Takara and Spells of Genesis: Mobile Games That Can Pay for Your Next Sesh

Not all of us are fortunate enough to live in states that deal with marijuana with a measured approach – the state I live in has a tax stamp scheme in place that effectively doubles the sentence attached to drug use. Naturally, many in these locales have looked into private, convenient ways to source quality cannabis products and more exotic fare. The answer for some time now has been the Darknet, and I don’t think I have to explain to you the role of Bitcoin in using those markets. Bitcoin has other uses, though: it has outperformed gold and stocks as a long-term investment, it helps many in impoverished countries acquire, retain, and transact wealth despite hyperinflation and dismal economics in their countries, and, more recently, has been integrated into mobile gaming as a less scummy way of monetizing a casual entertainment experience. This is, of course, of great interest to me, and it should be to any of the more casual Stoned Gamers that enjoy our content. Blockchain mobile gaming is still pretty new, and the games I’ll be showcasing are in very early beta, but given time to develop, you might just be able to pay for your next sesh by playing them.

Spells of Genesis

Android users got the first Bitcoin game out of the gate, and I have to say, as someone who normally eschews mobile games as a matter of principal, this one seems to strike a very good balance between fun, micro-transactions, and progression. The core mechanic is simple: fire balls into a physics-enabled box to defeat your adversaries. The strategy entails using billiards trigonometry and dead reckoning to maximize each shot.

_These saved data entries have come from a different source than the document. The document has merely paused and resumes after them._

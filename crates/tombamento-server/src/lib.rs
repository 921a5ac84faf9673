//! Tombamento Server
//!
//! JSON-over-HTTP API for tombamentos (asset tags with a status) and their
//! detalhes, kept in memory and mirrored to a single JSON file.

pub mod config;
pub mod error;
pub mod handlers;
pub mod services;
pub mod storage;

use axum::{
    extract::DefaultBodyLimit,
    routing::{get, post},
    Router,
};
use std::sync::Arc;
use tower_http::catch_panic::CatchPanicLayer;
use tower_http::cors::{Any, CorsLayer};
use tower_http::trace::TraceLayer;

use config::ServerConfig;
use handlers::{detalhes, not_found, tombamentos};
use services::Registry;
use storage::JsonFileStore;

/// Application state shared across handlers
#[derive(Clone)]
pub struct AppState {
    pub registry: Arc<Registry>,
}

impl AppState {
    /// Load the data file named by `config` into a fresh registry
    pub async fn open(config: &ServerConfig) -> Self {
        let storage = JsonFileStore::new(&config.data_file);
        Self {
            registry: Arc::new(Registry::open(storage).await),
        }
    }
}

/// Endpoint list printed at startup
pub const ENDPOINTS: &[&str] = &[
    "GET    /health",
    "GET    /stats",
    "GET    /tombamentos",
    "GET    /tombamentos/:code",
    "POST   /tombamentos",
    "PUT    /tombamentos/:code",
    "DELETE /tombamentos/:code",
    "DELETE /tombamentos/all",
    "GET    /detalhes",
    "GET    /detalhes/:code",
    "POST   /detalhes",
    "POST   /detalhes/batch",
];

pub fn router(state: AppState, config: &ServerConfig) -> Router {
    with_layers(routes(), config).with_state(state)
}

pub fn routes() -> Router<AppState> {
    Router::new()
        .route("/health", get(handlers::health).fallback(not_found))
        .route("/stats", get(handlers::stats).fallback(not_found))
        .route(
            "/tombamentos",
            get(tombamentos::list)
                .post(tombamentos::upsert)
                .fallback(not_found),
        )
        .route(
            "/tombamentos/:code",
            get(tombamentos::get)
                .put(tombamentos::update)
                .delete(tombamentos::delete)
                .fallback(not_found),
        )
        .route(
            "/detalhes",
            get(detalhes::list).post(detalhes::upsert).fallback(not_found),
        )
        .route(
            "/detalhes/batch",
            get(detalhes::get_batch)
                .post(detalhes::batch)
                .fallback(not_found),
        )
        .route("/detalhes/:code", get(detalhes::get).fallback(not_found))
        .fallback(not_found)
}

/// Body limit, panic recovery, CORS and request tracing around `router`
pub fn with_layers(router: Router<AppState>, config: &ServerConfig) -> Router<AppState> {
    router
        .layer(DefaultBodyLimit::max(config.body_limit))
        .layer(CatchPanicLayer::custom(error::panic_response))
        .layer(
            CorsLayer::new()
                .allow_origin(Any)
                .allow_methods(Any)
                .allow_headers(Any),
        )
        .layer(TraceLayer::new_for_http())
}
//! Response bodies of the HTTP API

use crate::tombamento::Status;
use chrono::{SecondsFormat, Utc};
use serde::{Deserialize, Serialize};
use std::collections::BTreeMap;

/// Current time as RFC 3339 UTC with milliseconds, e.g. `2024-05-01T12:00:00.000Z`
pub fn timestamp_now() -> String {
    Utc::now().to_rfc3339_opts(SecondsFormat::Millis, true)
}

/// `GET /health`
#[derive(Debug, Clone, PartialEq, Serialize, Deserialize)]
pub struct HealthReport {
    pub status: String,
    pub timestamp: String,
    pub tombamentos: usize,
    pub detalhes: usize,
}

impl HealthReport {
    pub fn ok(tombamentos: usize, detalhes: usize) -> Self {
        Self {
            status: "ok".to_string(),
            timestamp: timestamp_now(),
            tombamentos,
            detalhes,
        }
    }
}

/// `GET /stats`
#[derive(Debug, Clone, PartialEq, Serialize, Deserialize)]
#[serde(rename_all = "camelCase")]
pub struct StatsReport {
    pub total_tombamentos: usize,
    pub total_detalhes: usize,
    /// Keyed by status; serialized with string keys
    pub status_distribution: BTreeMap<Status, usize>,
    pub timestamp: String,
}

/// `POST /detalhes/batch`
#[derive(Debug, Clone, Copy, Default, PartialEq, Eq, Serialize, Deserialize)]
pub struct BatchSummary {
    pub count: usize,
    pub created: usize,
    pub updated: usize,
}

/// Error body. `message` is set for internal errors, `path`/`method` for
/// unmatched routes.
#[derive(Debug, Clone, PartialEq, Serialize, Deserialize)]
pub struct ErrorBody {
    pub error: String,
    #[serde(default, skip_serializing_if = "Option::is_none")]
    pub message: Option<String>,
    #[serde(default, skip_serializing_if = "Option::is_none")]
    pub path: Option<String>,
    #[serde(default, skip_serializing_if = "Option::is_none")]
    pub method: Option<String>,
}

impl ErrorBody {
    pub fn new(error: impl Into<String>) -> Self {
        Self {
            error: error.into(),
            message: None,
            path: None,
            method: None,
        }
    }
}
//! Storage layer
//!
//! The whole store lives in one pretty-printed JSON file that is rewritten on
//! every mutation.

pub mod file;

pub use file::{JsonFileStore, StorageError};
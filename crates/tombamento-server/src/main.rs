//! Tombamento Server binary
//!
//! Listens on the fixed address from `ServerConfig::default()` and saves the
//! data file once more on SIGINT/SIGTERM before exiting.

use anyhow::{Context, Result};
use std::sync::Arc;
use tombamento_server::config::ServerConfig;
use tombamento_server::services::Registry;
use tombamento_server::{router, AppState, ENDPOINTS};
use tracing::{error, info};
use tracing_subscriber::{EnvFilter, FmtSubscriber};

#[tokio::main]
async fn main() {
    // Set up panic hook to log crashes
    let default_hook = std::panic::take_hook();
    std::panic::set_hook(Box::new(move |info| {
        let location = info
            .location()
            .map(|l| format!("{}:{}", l.file(), l.line()));
        tracing::error!("PANIC at {:?}: {}", location, info);
        default_hook(info);
    }));

    // Initialize tracing
    let filter = EnvFilter::try_from_default_env().unwrap_or_else(|_| EnvFilter::new("info"));
    let subscriber = FmtSubscriber::builder().with_env_filter(filter).finish();
    if let Err(e) = tracing::subscriber::set_global_default(subscriber) {
        eprintln!("[FATAL] Failed to initialize logging: {}", e);
        std::process::exit(1);
    }

    info!("Starting Tombamento Server v{}", env!("CARGO_PKG_VERSION"));

    if let Err(e) = run_server(ServerConfig::default()).await {
        error!("Server failed: {:#}", e);
        std::process::exit(1);
    }
}

async fn run_server(config: ServerConfig) -> Result<()> {
    let state = AppState::open(&config).await;
    let registry = state.registry.clone();
    let app = router(state, &config);

    let listener = tokio::net::TcpListener::bind(config.bind_address)
        .await
        .with_context(|| format!("Failed to bind to {}", config.bind_address))?;

    let snapshot = registry.snapshot().await;
    info!("Server listening on http://{}", config.bind_address);
    info!(
        "Tombamentos: {}, Detalhes: {}",
        snapshot.tombamentos.len(),
        snapshot.detalhes.len()
    );
    info!("Data file: {}", config.data_file.display());
    for endpoint in ENDPOINTS {
        info!("  {}", endpoint);
    }

    axum::serve(listener, app)
        .with_graceful_shutdown(shutdown_signal(registry))
        .await
        .context("Server error")?;

    info!("Server stopped");
    Ok(())
}

/// Resolves on SIGINT or SIGTERM, after the store has been saved.
async fn shutdown_signal(registry: Arc<Registry>) {
    let ctrl_c = async {
        if let Err(e) = tokio::signal::ctrl_c().await {
            error!("Failed to listen for ctrl-c: {}", e);
            std::future::pending::<()>().await;
        }
    };

    #[cfg(unix)]
    let terminate = async {
        use tokio::signal::unix::{signal, SignalKind};
        match signal(SignalKind::terminate()) {
            Ok(mut sigterm) => {
                sigterm.recv().await;
            }
            Err(e) => {
                error!("Failed to listen for SIGTERM: {}", e);
                std::future::pending::<()>().await;
            }
        }
    };

    #[cfg(not(unix))]
    let terminate = std::future::pending::<()>();

    tokio::select! {
        _ = ctrl_c => {},
        _ = terminate => {},
    }

    info!("Saving data before shutdown...");
    registry.persist().await;
}
//! Detalhe (free-form detail record) types

use crate::error::{Result, StoreError};
use crate::tombamento::code_of;
use serde::{Deserialize, Serialize};
use serde_json::{Map, Value};

/// Detail record keyed by the same code as a tombamento.
///
/// Everything besides `code` is kept verbatim, in the order the client sent
/// it.
#[derive(Debug, Clone, PartialEq, Serialize, Deserialize)]
pub struct Detalhe {
    pub code: String,
    #[serde(flatten)]
    pub fields: Map<String, Value>,
}

impl Detalhe {
    pub fn new(code: impl Into<String>) -> Self {
        Self {
            code: code.into(),
            fields: Map::new(),
        }
    }

    pub fn with_field(mut self, key: impl Into<String>, value: Value) -> Self {
        self.fields.insert(key.into(), value);
        self
    }
}

impl TryFrom<Value> for Detalhe {
    type Error = StoreError;

    fn try_from(value: Value) -> Result<Self> {
        let Value::Object(mut fields) = value else {
            return Err(StoreError::MissingCode);
        };

        let code = fields
            .remove("code")
            .as_ref()
            .and_then(code_of)
            .map(str::to_string)
            .ok_or(StoreError::MissingCode)?;

        Ok(Self { code, fields })
    }
}

/// Parse the body of `POST /detalhes/batch`: `{ "detalhes": [...] }`.
///
/// Stricter than a plain array check: every entry must carry a code, and one
/// entry without it fails the whole batch with `MissingCode`. Nothing is
/// applied until all entries have been validated, so codeless records never
/// reach the store.
pub fn parse_batch(body: Value) -> Result<Vec<Detalhe>> {
    let entries = match body {
        Value::Object(mut map) => match map.remove("detalhes") {
            Some(Value::Array(entries)) => entries,
            _ => return Err(StoreError::MissingBatch),
        },
        _ => return Err(StoreError::MissingBatch),
    };

    entries.into_iter().map(Detalhe::try_from).collect()
}
//! Server configuration
//!
//! The service is not configured through the environment or flags: the
//! production values are the `Default`. Tests build their own config to point
//! the data file somewhere disposable.

use std::net::SocketAddr;
use std::path::PathBuf;

/// Default listen address
pub const DEFAULT_BIND_ADDRESS: &str = "0.0.0.0:3000";

/// Data file, relative to the working directory
pub const DEFAULT_DATA_FILE: &str = "data.json";

/// Largest accepted request body (50 MiB)
pub const DEFAULT_BODY_LIMIT: usize = 50 * 1024 * 1024;

#[derive(Debug, Clone)]
pub struct ServerConfig {
    pub bind_address: SocketAddr,
    pub data_file: PathBuf,
    pub body_limit: usize,
}

impl Default for ServerConfig {
    fn default() -> Self {
        Self {
            bind_address: SocketAddr::from(([0, 0, 0, 0], 3000)),
            data_file: PathBuf::from(DEFAULT_DATA_FILE),
            body_limit: DEFAULT_BODY_LIMIT,
        }
    }
}

impl ServerConfig {
    pub fn with_data_file(mut self, path: impl Into<PathBuf>) -> Self {
        self.data_file = path.into();
        self
    }
}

The interesting part of the play cycle, however, is the summoning and deck building mechanic, as this is where Bitcoin comes in. Certain rarer cards are tradeable assets on an open market tied to bitcoin, meaning you can sell off your surplus or game the current demand of the meta to make premium in-game currency. That currency isn’t like other in- game coins, though: it has real-world value, and the price is set by the markets, with a market cap of 7 Million USD at the time of writing. You can sell it for bitcoin easily using sites like Shapeshift or Counterparty. Effectively, cards have value as if they were part of a real- world TCG, and you can trade them and make a profit in Bitcoin on them as such.

None of this would matter, though, if the game were an un-fun grind fest. Luckily, though, the deck building, strategy, and monetary stakes put it a cut above your average Candy Crush-style cash vampire. After a week with it, I hadn’t felt the urge to dip into the coffers or been frustrated with the difficulty curve. They even offer an alternate gameplay mode designed to help you get cards quickly, which in turns help along story progression and smooth over the risk-reward of playing a challenging level.

The game has readily apparent appeal to mobile fiends as well as the more relaxed casual crowd, even those thoroughly disinterested with Bitcoin and the functionality it provides to our community. Once the game polishes up to 1.0 release standards, I think it has a good chance of wide appeal, all the better for funding your next Clandestine Amazon Purchase.


iOS users rejoice: You aren’t left out in this new mobile gaming phenomenon. Takara is halfway between Pokemon Go and a geocaching app, instead of Pokemon, though, you go out in search of crypto-currency. The value transfer is more direct, too: you just hit up the spot where the bitcoins are, verify that you aren’t spoofing your GPS signal, and then cash in on going out.

May not seem like there’s much to this one, but the fun isn’t intrinsic to interacting with the app. Imagine getting paid to walk to the store instead of taking the car, or picking up a wad of cash sitting on your favorite hiking trail with none of those terrifying 'is this a street gang’s dead drop' implications. The uses of Takara go beyond exploring and geocaching, too. You can start Cicada 3301 style scavenger hunts with the question functionality, or promote a local business by attracting people with BTC.

I’m sure we’ll see more of these emerge with time, as it offers a superior experience to most mobile offerings out there today. It makes sense that they can afford to be less invasive with their micro-transactions, too: their monetization platform is tied to a currency with real value. If people like the game, and it catches on, that value goes up. They make money directly for the game being good, and making sure their investors, which in this case, are also the players, are happy. The Bit of Bitcoin you get as a side effect might just be a hemp-scented side effect, but it’s one I’m going to enjoy thoroughly.